Les plantes ont des sexes différents, mais généralement, c'est dans la génération gamétophyte de la plante. Le pollen n'est pas une plante sperme. C'est une petite plante mâleL'équivalent féminin se trouve dans l'ovule d'une fleur, attendant que le pollen livre le sperme pour la féconder.
Cependant, certaines plantes ont des fleurs qui produisent des gamétophytes d'un seul sexe. Il s'agit alors de fleurs mâles ou femelles. M.annua est l'une de ces plantes qui semble avoir des sexes. Un article récent de Cossard et Pannell montre qu'en réalité, ce n'est pas si simple. M.annuales sexes sont 'fuyants'.
Si M.annua Il pourrait avoir tendance à revenir à l'hermaphrodisme (avoir les deux sexes), mais on ne sait pas exactement comment. Cossard et Pannell ont voulu voir s'il existait un schéma dans la façon dont l'expression sexuelle se dégradait.

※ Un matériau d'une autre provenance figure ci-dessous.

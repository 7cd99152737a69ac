// ============================================================================
// cinestage-core/src/analysis/report.rs
// ============================================================================
//
// PER-CHANNEL TEXT REPORTS
//
// One plain-text file per signal channel: a header, the totals and the
// classification derived from the full sequence, then every `stride`-th
// sample for a human reader. The stride never affects the numbers above it.

use super::{FrameMeasurements, SignalProfile};
use crate::decision::Decision;
use crate::error::CoreResult;

use std::fmt::Write as _;
use std::fs;
use std::path::{Path, PathBuf};

/// Writes the motion, complexity, noise and blur reports into `dir`.
///
/// Returns the written paths in that order.
pub fn write_channel_reports(
    dir: &Path,
    name: &str,
    measurements: &FrameMeasurements,
    profile: &SignalProfile,
    decision: &Decision,
    stride: usize,
) -> CoreResult<Vec<PathBuf>> {
    let stride = stride.max(1);
    let c = &decision.classification;
    let mut written = Vec::with_capacity(4);

    let mut motion = header("Motion Analysis (Optical Flow)");
    let _ = writeln!(motion, "Total frames analyzed: {}", measurements.frames);
    let _ = writeln!(motion, "Frame pairs compared: {}", measurements.motion.len());
    let _ = writeln!(motion, "Average motion: {:.2}", profile.avg_motion);
    let _ = writeln!(motion, "Peak motion: {:.2}", profile.peak_motion);
    let _ = writeln!(motion, "Motion classification: {}\n", c.motion.label());
    let _ = writeln!(motion, "Frame-by-frame motion:");
    for s in measurements.motion.iter().step_by(stride) {
        let _ = writeln!(
            motion,
            "Frame {} ({:.2}s): avg={:.2}, max={:.2}",
            s.frame, s.timestamp, s.average, s.peak
        );
    }
    written.push(save(dir, name, "motion", &motion)?);

    let mut complexity = header("Complexity Analysis (Edge Detection)");
    let _ = writeln!(complexity, "Total frames analyzed: {}", measurements.frames);
    let _ = writeln!(complexity, "Average edge density: {:.4}", profile.avg_edge_density);
    let _ = writeln!(complexity, "Complexity classification: {}\n", c.complexity.label());
    let _ = writeln!(complexity, "Frame-by-frame complexity:");
    for s in measurements.complexity.iter().step_by(stride) {
        let _ = writeln!(
            complexity,
            "Frame {} ({:.2}s): density={:.4}, edges={}",
            s.frame, s.timestamp, s.density, s.edge_pixels
        );
    }
    written.push(save(dir, name, "complexity", &complexity)?);

    let mut noise = header("Noise Estimation (Laplacian Variance)");
    let _ = writeln!(noise, "Total frames analyzed: {}", measurements.frames);
    let _ = writeln!(noise, "Average Laplacian variance: {:.2}", profile.avg_noise_variance);
    let _ = writeln!(noise, "Noise level: {}\n", c.noise.label());
    let _ = writeln!(noise, "Frame-by-frame noise:");
    for s in measurements.laplacian.iter().step_by(stride) {
        let _ = writeln!(
            noise,
            "Frame {} ({:.2}s): variance={:.2}",
            s.frame, s.timestamp, s.variance
        );
    }
    written.push(save(dir, name, "noise", &noise)?);

    let mut blur = header("Blur Detection (Laplacian Variance)");
    let _ = writeln!(blur, "Total frames analyzed: {}", measurements.frames);
    let _ = writeln!(blur, "Average Laplacian variance: {:.2}", profile.avg_blur_variance);
    let _ = writeln!(blur, "Blur classification: {}\n", c.blur.label());
    let _ = writeln!(blur, "Frame-by-frame blur:");
    for s in measurements.laplacian.iter().step_by(stride) {
        let _ = writeln!(
            blur,
            "Frame {} ({:.2}s): laplacian={:.2}",
            s.frame, s.timestamp, s.variance
        );
    }
    written.push(save(dir, name, "blur", &blur)?);

    Ok(written)
}

fn header(title: &str) -> String {
    format!("{title}\n{}\n\n", "=".repeat(50))
}

fn save(dir: &Path, name: &str, channel: &str, text: &str) -> CoreResult<PathBuf> {
    fs::create_dir_all(dir)?;
    let path = dir.join(format!("{name}_{channel}.txt"));
    fs::write(&path, text)?;
    Ok(path)
}

#[cfg(test)]
mod tests {
    use super::*;
    use crate::analysis::{ComplexitySample, LaplacianSample, MotionSample};
    use crate::decision::DecisionEngine;
    use tempfile::tempdir;

    fn measurements(frames: usize) -> FrameMeasurements {
        FrameMeasurements {
            frames,
            motion: (1..frames)
                .map(|i| MotionSample { frame: i, timestamp: i as f64 / 10.0, average: 0.5, peak: 1.5 })
                .collect(),
            complexity: (0..frames)
                .map(|i| ComplexitySample { frame: i, timestamp: i as f64 / 10.0, density: 0.02, edge_pixels: 40 })
                .collect(),
            laplacian: (0..frames)
                .map(|i| LaplacianSample { frame: i, timestamp: i as f64 / 10.0, variance: 80.0 })
                .collect(),
        }
    }

    #[test]
    fn stride_limits_frame_lines_but_not_totals() {
        let dir = tempdir().unwrap();
        let m = measurements(25);
        let profile = m.profile(10.0);
        let decision = DecisionEngine::default().classify(&profile);

        let paths = write_channel_reports(dir.path(), "clip", &m, &profile, &decision, 10).unwrap();
        assert_eq!(paths.len(), 4);
        assert!(paths[0].ends_with("clip_motion.txt"));
        assert!(paths[3].ends_with("clip_blur.txt"));

        let noise = fs::read_to_string(&paths[2]).unwrap();
        assert!(noise.contains("Total frames analyzed: 25"));
        assert!(noise.contains("Noise level: High Noise"));
        let lines = noise.lines().filter(|l| l.starts_with("Frame ")).count();
        assert_eq!(lines, 3);

        let blur = fs::read_to_string(&paths[3]).unwrap();
        assert!(blur.contains("Blur classification: Heavily Blurred"));

        let complexity = fs::read_to_string(&paths[1]).unwrap();
        assert!(complexity.contains("Frame 10 (1.00s): density=0.0200, edges=40"));
    }

    #[test]
    fn empty_measurements_still_produce_reports() {
        let dir = tempdir().unwrap();
        let m = FrameMeasurements::default();
        let profile = m.profile(0.0);
        let decision = DecisionEngine::default().classify(&profile);
        let paths = write_channel_reports(dir.path(), "empty", &m, &profile, &decision, 10).unwrap();
        let motion = fs::read_to_string(&paths[0]).unwrap();
        assert!(motion.contains("Total frames analyzed: 0"));
        assert!(motion.contains("Average motion: 0.00"));
    }
}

Les résultats de leurs expériences furent quelque peu inattendus. Habituellement, lorsque les plantes deviennent hermaphrodites, ce sont les mâles qui se décomposent. Cependant, pour M.annua, ce sont les plantes femelles qui étaient les plus susceptibles de présenter des fleurs mâles. En revanche, ils ont constaté que lorsque les plantes mâles commençaient à présenter des fleurs femelles, la proportion de fleurs était bien supérieure à celle des fleurs mâles sur les plantes femelles.
Alors pourquoi cela arrive-t-il ?
Cossard et Pannell soulignent que lorsque l'on possède de nombreuses plantes, n'avoir que des fleurs d'un seul sexe est une bonne stratégie. On garantit ainsi un croisement avec un autre partenaire. Mais si l'on est une plante pionnière, avec peu de partenaires, avoir des fleurs d'un seul sexe limite le succès reproductif. L'autopollinisation est alors une stratégie utile, même pour une courte période.
L’étude montre que lorsque l’expression sexuelle se dégrade pour M.annua, ce n'est pas un hasard, mais cela fait partie de la stratégie de donner M.annua succès reproducteur, où qu'il se trouve.